My husband wakes me up! - page 3

Ok so I have been married a little over a year now and I work nights 7 p-7am. My husband is absolutely awesome with helping with the house, my kids, and well EVERYTHING. My friends are envious the... Read More

  1. by   Cat365
    My family gets my sleep schedule. Luckily my grandma trained them during the years she worked third shift. There have been a few slips but as everyone has been appropriately repentant I have overlooked them aside from the time my brother called over something stupid and I answered the phone with "This better be good. If someone is not dead or dying your going to be." Over the years my brothers have learned to walk lightly around my seldom roused temper.

    However, if it turned into a habit I would have to act. I would point it out not so politely that my husband could find his own d*** shoes and possibly a new house for the day. Then I would wake him up several times at 3 am. Just to make sure the point was understood. It wouldn't be couched as an accident. Therefore it would not be passive aggressive. Nothing passive about it.

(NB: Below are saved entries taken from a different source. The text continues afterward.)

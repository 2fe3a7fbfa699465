//! Locale table and URL-based locale resolution

use serde::{Deserialize, Serialize};

use crate::error::{I18nError, I18nResult};

/// Writing direction of a locale's script.
#[derive(Debug, Clone, Copy, PartialEq, Eq, Hash, Default, Serialize, Deserialize)]
#[serde(rename_all = "lowercase")]
pub enum TextDirection {
	/// Left-to-right (Latin scripts).
	#[default]
	Ltr,
	/// Right-to-left (Hebrew, Arabic).
	Rtl,
}

impl TextDirection {
	/// Value for the HTML `dir` attribute.
	pub fn as_str(&self) -> &'static str {
		match self {
			TextDirection::Ltr => "ltr",
			TextDirection::Rtl => "rtl",
		}
	}
}

/// A locale served by the site.
#[derive(Debug, Clone, PartialEq, Eq, Serialize, Deserialize)]
#[serde(deny_unknown_fields)]
pub struct Locale {
	/// Short language tag used in URLs, e.g. `he`.
	pub code: String,
	/// Human-readable name shown in the language switcher, e.g. `עברית`.
	pub name: String,
	/// Writing direction, `ltr` unless declared otherwise.
	#[serde(default)]
	pub direction: TextDirection,
}

impl Locale {
	/// Create a left-to-right locale.
	///
	/// # Examples
	///
	/// ```
	/// use bilingual_i18n::{Locale, TextDirection};
	///
	/// let locale = Locale::new("en", "English");
	/// assert_eq!(locale.code, "en");
	/// assert_eq!(locale.direction, TextDirection::Ltr);
	/// ```
	pub fn new(code: impl Into<String>, name: impl Into<String>) -> Self {
		Self {
			code: code.into(),
			name: name.into(),
			direction: TextDirection::Ltr,
		}
	}

	/// Set the writing direction.
	pub fn with_direction(mut self, direction: TextDirection) -> Self {
		self.direction = direction;
		self
	}
}

/// Validate locale code format
pub(crate) fn validate_locale_code(code: &str) -> I18nResult<()> {
	if code.is_empty() {
		return Err(I18nError::InvalidLocale(
			"Locale cannot be empty".to_string(),
		));
	}

	if !code
		.chars()
		.all(|c| c.is_ascii_alphanumeric() || c == '-' || c == '_')
	{
		return Err(I18nError::InvalidLocale(code.to_string()));
	}

	Ok(())
}

/// Ordered set of served locales with one designated default.
///
/// Order is display order (the language switcher lists locales as declared).
///
/// # Example
/// ```
/// use bilingual_i18n::{Locale, LocaleTable};
///
/// let table = LocaleTable::new(
/// 	vec![Locale::new("en", "English"), Locale::new("he", "עברית")],
/// 	"en",
/// )
/// .unwrap();
///
/// assert_eq!(table.resolve_locale("/he/about"), "he");
/// assert_eq!(table.resolve_locale("/fr/about"), "en");
/// ```
#[derive(Debug, Clone)]
pub struct LocaleTable {
	locales: Vec<Locale>,
	default_index: usize,
}

impl LocaleTable {
	/// Build a table, checking codes, uniqueness, and default membership.
	pub fn new(locales: Vec<Locale>, default_locale: &str) -> I18nResult<Self> {
		for (i, locale) in locales.iter().enumerate() {
			validate_locale_code(&locale.code)?;
			if locales[..i].iter().any(|l| l.code == locale.code) {
				return Err(I18nError::DuplicateLocale(locale.code.clone()));
			}
		}

		let default_index = locales
			.iter()
			.position(|l| l.code == default_locale)
			.ok_or_else(|| I18nError::UnknownDefaultLocale(default_locale.to_string()))?;

		Ok(Self {
			locales,
			default_index,
		})
	}

	/// Build from parts already known to be valid.
	pub(crate) fn from_validated(locales: Vec<Locale>, default_index: usize) -> Self {
		debug_assert!(default_index < locales.len());
		Self {
			locales,
			default_index,
		}
	}

	/// The default locale.
	pub fn default_locale(&self) -> &Locale {
		&self.locales[self.default_index]
	}

	/// Code of the default locale.
	pub fn default_code(&self) -> &str {
		&self.default_locale().code
	}

	/// Look up a locale by exact code.
	pub fn get(&self, code: &str) -> Option<&Locale> {
		self.locales.iter().find(|l| l.code == code)
	}

	/// Whether `code` is a served locale.
	pub fn contains(&self, code: &str) -> bool {
		self.get(code).is_some()
	}

	/// Locales in display order.
	pub fn iter(&self) -> impl Iterator<Item = &Locale> {
		self.locales.iter()
	}

	/// Locale codes in display order.
	pub fn codes(&self) -> impl Iterator<Item = &str> {
		self.locales.iter().map(|l| l.code.as_str())
	}

	/// Number of served locales.
	pub fn len(&self) -> usize {
		self.locales.len()
	}

	/// Always false for a constructed table; present for API symmetry.
	pub fn is_empty(&self) -> bool {
		self.locales.is_empty()
	}

	/// Resolve the locale encoded in the first segment of a URL path.
	///
	/// The path is split on `/` and the segment at index 1 (after the empty
	/// segment produced by the leading slash) is checked against the table.
	/// Anything else, including `""` and `"/"`, yields the default locale.
	pub fn resolve_locale(&self, path: &str) -> &str {
		let segment = path.split('/').nth(1).unwrap_or("");
		match self.get(segment) {
			Some(locale) => &locale.code,
			None => self.default_code(),
		}
	}

	/// Resolve the locale of a request URI from its path component.
	///
	/// # Examples
	///
	/// ```
	/// use bilingual_i18n::LANGUAGES;
	///
	/// let uri: http::Uri = "https://example.com/he/contact?ref=nav".parse().unwrap();
	/// assert_eq!(LANGUAGES.resolve_locale_from_uri(&uri), "he");
	/// ```
	pub fn resolve_locale_from_uri(&self, uri: &http::Uri) -> &str {
		self.resolve_locale(uri.path())
	}

	/// Rewrite `path` so that it points at the same page in `target`.
	///
	/// A leading segment naming a served locale is replaced; otherwise the
	/// target prefix is prepended. Unknown targets use the default locale.
	///
	/// # Examples
	///
	/// ```
	/// use bilingual_i18n::LANGUAGES;
	///
	/// assert_eq!(LANGUAGES.localized_path("/he/about", "en"), "/en/about");
	/// assert_eq!(LANGUAGES.localized_path("/about", "he"), "/he/about");
	/// assert_eq!(LANGUAGES.localized_path("/", "he"), "/he/");
	/// ```
	pub fn localized_path(&self, path: &str, target: &str) -> String {
		let target = self
			.get(target)
			.map_or(self.default_code(), |l| l.code.as_str());
		let rest = path.strip_prefix('/').unwrap_or(path);
		let rest = match rest.split_once('/') {
			Some((first, tail)) if self.contains(first) => tail,
			None if self.contains(rest) => "",
			_ => rest,
		};
		format!("/{target}/{rest}")
	}
}

#[cfg(test)]
mod tests {
	use super::*;
	use rstest::{fixture, rstest};

	#[fixture]
	fn table() -> LocaleTable {
		LocaleTable::new(
			vec![
				Locale::new("en", "English"),
				Locale::new("he", "עברית").with_direction(TextDirection::Rtl),
			],
			"en",
		)
		.unwrap()
	}

	#[rstest]
	#[case("/he/about", "he")]
	#[case("/en/", "en")]
	#[case("/he", "he")]
	#[case("/fr/about", "en")]
	#[case("/HE/about", "en")]
	#[case("/123/", "en")]
	#[case("//he", "en")]
	#[case("he/about", "en")]
	#[case("", "en")]
	#[case("/", "en")]
	fn test_resolve_locale(table: LocaleTable, #[case] path: &str, #[case] expected: &str) {
		// Act
		let resolved = table.resolve_locale(path);

		// Assert
		assert_eq!(resolved, expected, "path {path:?}");
	}

	#[rstest]
	#[case("")]
	#[case("en us")]
	#[case("he/IL")]
	fn test_invalid_locale_code_rejected(#[case] code: &str) {
		let result = LocaleTable::new(vec![Locale::new(code, "Broken")], code);
		assert!(matches!(result, Err(I18nError::InvalidLocale(_))));
	}

	#[rstest]
	fn test_duplicate_locale_rejected() {
		let result = LocaleTable::new(
			vec![Locale::new("en", "English"), Locale::new("en", "English (again)")],
			"en",
		);
		assert!(matches!(result, Err(I18nError::DuplicateLocale(code)) if code == "en"));
	}

	#[rstest]
	fn test_default_must_be_member() {
		let result = LocaleTable::new(vec![Locale::new("he", "עברית")], "en");
		assert!(matches!(result, Err(I18nError::UnknownDefaultLocale(code)) if code == "en"));
	}

	#[rstest]
	fn test_display_order_preserved(table: LocaleTable) {
		let codes: Vec<&str> = table.codes().collect();
		assert_eq!(codes, vec!["en", "he"]);
		assert_eq!(table.default_locale().name, "English");
		assert_eq!(table.get("he").unwrap().direction.as_str(), "rtl");
	}

	#[rstest]
	#[case("/he/about", "en", "/en/about")]
	#[case("/en/products/rings", "he", "/he/products/rings")]
	#[case("/about", "he", "/he/about")]
	#[case("/he", "en", "/en/")]
	#[case("/", "he", "/he/")]
	#[case("", "he", "/he/")]
	#[case("/he/about", "fr", "/en/about")]
	fn test_localized_path(
		table: LocaleTable,
		#[case] path: &str,
		#[case] target: &str,
		#[case] expected: &str,
	) {
		// Act
		let rewritten = table.localized_path(path, target);

		// Assert
		assert_eq!(rewritten, expected);
		assert_eq!(
			table.resolve_locale(&rewritten),
			table.get(target).map_or("en", |l| l.code.as_str())
		);
	}

	#[rstest]
	fn test_resolve_from_uri(table: LocaleTable) {
		let uri: http::Uri = "/he/contact?x=1".parse().unwrap();
		assert_eq!(table.resolve_locale_from_uri(&uri), "he");

		let bare: http::Uri = "https://example.com".parse().unwrap();
		assert_eq!(table.resolve_locale_from_uri(&bare), "en");
	}
}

    You have to decide what you would do. To me his actions sound disrespectful, inconsiderate, and selfish. However, I only have your writing to judge him by.

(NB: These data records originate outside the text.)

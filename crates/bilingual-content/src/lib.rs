//! Content collections for the bilingual site
//!
//! Each served locale owns a collection of Markdown documents under
//! `<content root>/<locale>/`. Every document's YAML frontmatter is validated
//! against the page schema: a required string `title` plus optional string
//! `subtitle`, `description`, `primaryButton`, `primaryButtonLink`,
//! `secondaryButton`, and `secondaryButtonLink`. Undeclared fields are
//! rejected unless the schema is switched to [`UnknownFieldPolicy::Ignore`].
//!
//! A malformed document aborts [`ContentStore::load`] with an error naming
//! the document and each offending field.
//!
//! ```
//! use bilingual_content::{ContentCollection, ContentSchema};
//! use std::path::Path;
//!
//! let en = ContentCollection::new("en", ContentSchema::page()).unwrap();
//! let entry = en
//! 	.parse_entry(Path::new("en/index.md"), "index".into(), "---\ntitle: Hello\n---\n")
//! 	.unwrap();
//! assert_eq!(entry.data.title, "Hello");
//!
//! assert!(en.parse_entry(Path::new("en/x.md"), "x".into(), "---\nsubtitle: Hi\n---\n").is_err());
//! ```

pub mod collection;
pub mod entry;
pub mod error;
pub mod frontmatter;
pub mod schema;

pub use collection::{
	CONTENT_EXTENSIONS, ContentCollection, ContentStore, collections, site_collections,
};
pub use entry::{ContentEntry, PageFrontmatter};
pub use error::{ContentError, ContentResult, FieldIssue, IssueKind};
pub use schema::{ContentSchema, FieldSpec, UnknownFieldPolicy};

    PS I forgot there is one member of my family that gets a free pass. My grandfather has dementia. HE can wake me up for stupid reasons. It's only fair he occasionally wakes other family members at midnight besides someone usually heads him off before he wakes me up. I return the favor at midnight when I can.
  2. by   HermioneG
    My husband used to wake me up really early when I had been up late the night before for clinicals, studying, etc. It would usually be one of the only chances I would have all week to sleep in, and he would wake me up extremely early.

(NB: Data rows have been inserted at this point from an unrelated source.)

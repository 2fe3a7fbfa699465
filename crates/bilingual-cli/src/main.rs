//! Bilingual site admin CLI
//!
//! ## Usage
//!
//! ```bash
//! bilingual-admin resolve /he/about
//! bilingual-admin translate he nav.products
//! bilingual-admin check-i18n
//! bilingual-admin check-content src/content
//! bilingual-admin theme --format json
//! bilingual-admin sources
//! ```

mod commands;

use std::io;
use std::path::{Path, PathBuf};
use std::process;

use anyhow::Context as _;
use bilingual_conf::SiteSettings;
use clap::{Parser, Subcommand, ValueEnum};
use colored::Colorize;
use tracing_subscriber::EnvFilter;

const DEFAULT_SETTINGS_FILE: &str = "site.toml";

#[derive(Parser)]
#[command(name = "bilingual-admin")]
#[command(about = "Bilingual site checks and exports", long_about = None)]
#[command(version)]
struct Cli {
	#[command(subcommand)]
	command: Commands,

	/// Verbosity level (can be repeated)
	#[arg(short, long, action = clap::ArgAction::Count, global = true)]
	verbosity: u8,

	/// Settings file (defaults to ./site.toml when present)
	#[arg(long, value_name = "PATH", env = "BILINGUAL_SETTINGS", global = true)]
	settings: Option<PathBuf>,
}

#[derive(Subcommand)]
enum Commands {
	/// Print the locale a URL path resolves to
	Resolve {
		#[arg(value_name = "PATH")]
		path: String,
	},

	/// Print the translation of a message key
	Translate {
		#[arg(value_name = "LOCALE")]
		locale: String,

		#[arg(value_name = "KEY")]
		key: String,
	},

	/// Validate the string table and report per-locale coverage
	CheckI18n,

	/// Load and validate every content collection
	CheckContent {
		/// Content root (defaults to `[content] dir`)
		#[arg(value_name = "DIR")]
		dir: Option<PathBuf>,
	},

	/// Print the design tokens
	Theme {
		#[arg(long, value_enum, default_value_t = ThemeFormat::Css)]
		format: ThemeFormat,
	},

	/// List files matched by the theme's content globs
	Sources {
		/// Project root (defaults to the settings file's directory)
		#[arg(value_name = "ROOT")]
		root: Option<PathBuf>,
	},
}

#[derive(Clone, Copy, Debug, PartialEq, Eq, ValueEnum)]
pub(crate) enum ThemeFormat {
	Css,
	Json,
}

fn init_tracing(verbosity: u8) {
	let level = match verbosity {
		0 => "warn",
		1 => "info",
		2 => "debug",
		_ => "trace",
	};
	let filter = EnvFilter::try_from_default_env().unwrap_or_else(|_| EnvFilter::new(level));
	tracing_subscriber::fmt()
		.with_env_filter(filter)
		.with_writer(io::stderr)
		.with_target(false)
		.init();
}

fn load_settings(path: Option<&Path>) -> anyhow::Result<SiteSettings> {
	match path {
		Some(path) => SiteSettings::from_file(path)
			.with_context(|| format!("failed to load settings from {}", path.display())),
		None => {
			let default = Path::new(DEFAULT_SETTINGS_FILE);
			if default.is_file() {
				Ok(SiteSettings::from_file(default)?)
			} else {
				tracing::debug!("no {DEFAULT_SETTINGS_FILE}; using built-in settings");
				Ok(SiteSettings::default())
			}
		}
	}
}

fn run(cli: Cli) -> anyhow::Result<()> {
	let settings = load_settings(cli.settings.as_deref())?;
	let mut out = io::stdout().lock();

	match cli.command {
		Commands::Resolve { path } => commands::resolve(&settings, &path, &mut out),
		Commands::Translate { locale, key } => {
			commands::translate(&settings, &locale, &key, &mut out)
		}
		Commands::CheckI18n => commands::check_i18n(&settings, &mut out),
		Commands::CheckContent { dir } => {
			let dir = dir.unwrap_or_else(|| settings.content_dir());
			commands::check_content(&settings, &dir, &mut out)
		}
		Commands::Theme { format } => commands::theme(&settings, format, &mut out),
		Commands::Sources { root } => {
			let root = root.unwrap_or_else(|| settings.base_dir.clone());
			commands::sources(&settings, &root, &mut out)
		}
	}
}

fn main() {
	let cli = Cli::parse();
	init_tracing(cli.verbosity);

	if let Err(e) = run(cli) {
		eprintln!("{}: {:#}", "Error".red(), e);
		process::exit(1);
	}
}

    One time I finally exploded at him. It definitely was one of my more shameful moments, but I think he finally understood after that. What also helped significantly is that I started telling him before I went to bed that I expected for him to be respectful of my sleep time and not wake me up early the next morning. Setting the ground rules beforehand and reminding him of them often helped a lot too.
  3. by   hherrn
    Quote from TriciaJ
    Passive-aggressive is characterized by something you don't do. If the house was on fire and you didn't bother to wake him up, that would be the height of passive-aggression.

    There is nothing passive about deliberately waking someone up. If you've explained it forty ways to Sunday and he still doesn't get it, then he needs to experience it for himself.
    Good point.

    I was thinking more of vacuuming at 0200.

    My point is that that waking Mommy up isn't the actual problem, it is a symptom of the problem.

    The behavior described characterizes a self centered, childish person lacking in empathy. Waking him up won't change that. Although I suppose it would be possible to train him using punishment.

    And given that the OP wants to keep him, I guess it makes sense to train him.
  4. by   Cat365
    Quote from hherrn
    Good point.

    I was thinking more of vacuuming at 0200.

    My point is that that waking Mommy up isn't the actual problem, it is a symptom of the problem.

    The behavior described characterizes a self centered, childish person lacking in empathy. Waking him up won't change that. Although I suppose it would be possible to train him using punishment.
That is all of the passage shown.